In general it may be said that it is sufficient certainty in an
indictment to allege the offense in the very terms of the statute.
We say, in general, for there are doubtless cases where more
particularity is required, either from the obvious intention of the
legislature, or from the application of known principles of law. At
the common law, in certain descriptions of offenses, and especially
of capital offenses, great nicety and particularity are often
necessary. The rules which regulate this branch of pleading were
sometimes founded in considerations which no longer exist either in
our own or in English jurisprudence; but a rule, being once
established, it still prevails, although if the case were new, it
might not now be incorporated into the law.

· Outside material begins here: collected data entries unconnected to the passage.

//! 每通道安全限位
//!
//! [`Limit`] 是纯校验/截断策略，构造后不可变。头部每个关节的
//! 机械行程都不一样，越界的命令会被截断到最近的边界而不是报错，
//! 这样场景层可以放心地发"夸张"的姿态。

use std::collections::BTreeMap;

/// 默认节拍频率（Hz）
pub const DEFAULT_TICK_HZ: u32 = 50;

/// 单个通道的安全包络
///
/// 不变量：`min_angle ≤ center ≤ max_angle`，由
/// [`ControllerBuilder::build`](crate::ControllerBuilder::build) 在构造时校验。
#[derive(Debug, Clone, PartialEq)]
#[cfg_attr(feature = "serde", derive(serde::Serialize, serde::Deserialize))]
pub struct Limit {
    /// 最小角度（度，含）
    pub min_angle: f64,
    /// 最大角度（度，含）
    pub max_angle: f64,
    /// 默认休息角度，必须落在 [min_angle, max_angle] 内
    pub center: f64,
    /// 人类可读的通道名，不参与任何逻辑
    pub label: String,
}

impl Limit {
    pub fn new(min_angle: f64, max_angle: f64, center: f64, label: impl Into<String>) -> Self {
        Self {
            min_angle,
            max_angle,
            center,
            label: label.into(),
        }
    }

    /// 把角度截断到安全包络内
    ///
    /// 全函数：范围内的输入原样返回，范围外的输入返回较近的边界。
    pub fn clamp(&self, angle: f64) -> f64 {
        angle.min(self.max_angle).max(self.min_angle)
    }

    /// 角度是否已经在包络内
    pub fn contains(&self, angle: f64) -> bool {
        angle >= self.min_angle && angle <= self.max_angle
    }

    /// 校验 min ≤ center ≤ max
    pub fn is_valid(&self) -> bool {
        self.min_angle <= self.center && self.center <= self.max_angle
    }
}

/// 头部四个关节的出厂限位表
///
/// | 通道 | 行程 | 中心 | 关节 |
/// |------|-----------|------|------------|
/// | 0 | 30°-80° | 55° | bob（上下点动） |
/// | 1 | 0°-180° | 90° | sway（左右摇摆） |
/// | 2 | 40°-140° | 90° | ear wiggle（耳朵） |
/// | 3 | 0°-180° | 60° | nod（点头） |
pub fn default_limits() -> BTreeMap<u8, Limit> {
    BTreeMap::from([
        (0, Limit::new(30.0, 80.0, 55.0, "bob")),
        (1, Limit::new(0.0, 180.0, 90.0, "sway")),
        (2, Limit::new(40.0, 140.0, 90.0, "ear wiggle")),
        (3, Limit::new(0.0, 180.0, 60.0, "nod")),
    ])
}

#[cfg(test)]
mod tests {
    use super::*;
    use proptest::prelude::*;

    #[test]
    fn test_clamp_in_range_unchanged() {
        let limit = Limit::new(30.0, 80.0, 55.0, "bob");
        assert_eq!(limit.clamp(30.0), 30.0);
        assert_eq!(limit.clamp(55.5), 55.5);
        assert_eq!(limit.clamp(80.0), 80.0);
    }

    #[test]
    fn test_clamp_out_of_range_to_nearest_bound() {
        let limit = Limit::new(30.0, 80.0, 55.0, "bob");
        assert_eq!(limit.clamp(200.0), 80.0);
        assert_eq!(limit.clamp(-10.0), 30.0);
    }

    #[test]
    fn test_contains() {
        let limit = Limit::new(40.0, 140.0, 90.0, "ear wiggle");
        assert!(limit.contains(40.0));
        assert!(limit.contains(140.0));
        assert!(!limit.contains(39.9));
        assert!(!limit.contains(140.1));
    }

    #[test]
    fn test_is_valid() {
        assert!(Limit::new(0.0, 180.0, 90.0, "ok").is_valid());
        // center 越界
        assert!(!Limit::new(30.0, 80.0, 90.0, "bad center").is_valid());
        // min > max
        assert!(!Limit::new(80.0, 30.0, 55.0, "inverted").is_valid());
    }

    #[test]
    fn test_default_limits_table() {
        let limits = default_limits();
        assert_eq!(limits.len(), 4);
        assert_eq!(limits[&0].label, "bob");
        assert_eq!(limits[&0].center, 55.0);
        assert_eq!(limits[&3].center, 60.0);
        // 出厂表自身必须满足不变量
        for limit in limits.values() {
            assert!(limit.is_valid(), "default limit violates invariant: {:?}", limit);
        }
    }

    proptest! {
        /// clamp 结果总是落在 [min, max] 内
        #[test]
        fn clamp_always_within_bounds(angle in -1000.0..1000.0f64) {
            let limit = Limit::new(30.0, 80.0, 55.0, "bob");
            let clamped = limit.clamp(angle);
            prop_assert!(clamped >= limit.min_angle && clamped <= limit.max_angle);
        }

        /// 已经在范围内的角度 clamp 后保持不变
        #[test]
        fn clamp_identity_in_range(angle in 30.0..=80.0f64) {
            let limit = Limit::new(30.0, 80.0, 55.0, "bob");
            prop_assert_eq!(limit.clamp(angle), angle);
        }

        /// clamp 幂等
        #[test]
        fn clamp_idempotent(angle in -1000.0..1000.0f64) {
            let limit = Limit::new(0.0, 180.0, 90.0, "sway");
            let once = limit.clamp(angle);
            prop_assert_eq!(limit.clamp(once), once);
        }
    }
}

So, again, in certain
classes of statutes, the rule of very strict certainty has
sometimes been applied where the common law furnished a close and
appropriate analogy. Such are the cases of indictments for false
pretenses, and sending threatening letters, where the pretenses and
the letters are required to be set forth from the close analogy to
indictments for perjury and forgery. Courts of law have thought
such certainty not unreasonable or inconvenient, and calculated to
put the plea of
autre fois acquit or
convict, as
well as of general defense at the trial, fairly within the power of
the prisoner. But these instances are by no means considered as
leading to the establishment of any general rule. On the contrary,
the course has been to leave every class of cases to be decided
Page 25 U. S. 475
very much upon its own peculiar circumstances. Thus, in cases of
conspiracy, it has never been held necessary to set forth the overt
acts or means, though these might materially assist the prisoner's
defense. So, in cases of solicitation to commit crimes, it has been
held sufficient to state the act of solicitation, without any
averment of the special means. And in endeavors to commit a revolt,
which is by statute in England made a capital offense, it has
always been deemed sufficient to allege the offense in the words of
the statute, without setting forth any particulars of the manner or
the means. These cases approach very near to the present, and if
any, by way of precedent, ought to govern it, they well may govern
it. The case of treason stands upon a peculiar ground; there, the
overt acts must, by statute, be specially laid in the indictment,
and must be proved as laid. The very act and mode of the act must
therefore be laid as it is intended to be proved. If the party be
only constructively a principal, as an absent and distant coadjutor
or leader, it may be necessary to aver the fact accordingly. There
is great good sense in the rule which has been laid down that where
the offense is made up of a number of minute acts, which cannot be
enumerated upon the record without great prolixity and
inconvenience, and the danger of variance, they ought to be
dispensed with. The present case is a fit illustration of the rule;
the fitting out is a compound of various minute acts, almost
incapable of exact specification.
The fifth instruction turns upon a doctrine applicable to
principal and accessory in cases of felony, either at the common
law or by statute. The present is the case of a misdemeanor, and
the doctrine therefore cannot be applied to it, for in cases of
misdemeanors, all those who are concerned in aiding and abetting,
as well as in perpetrating the act are principals. Under such
circumstances, there is no room for the question of actual or
constructive presence or absence, for whether present or absent,
all are principals. They may be indicted and punished accordingly.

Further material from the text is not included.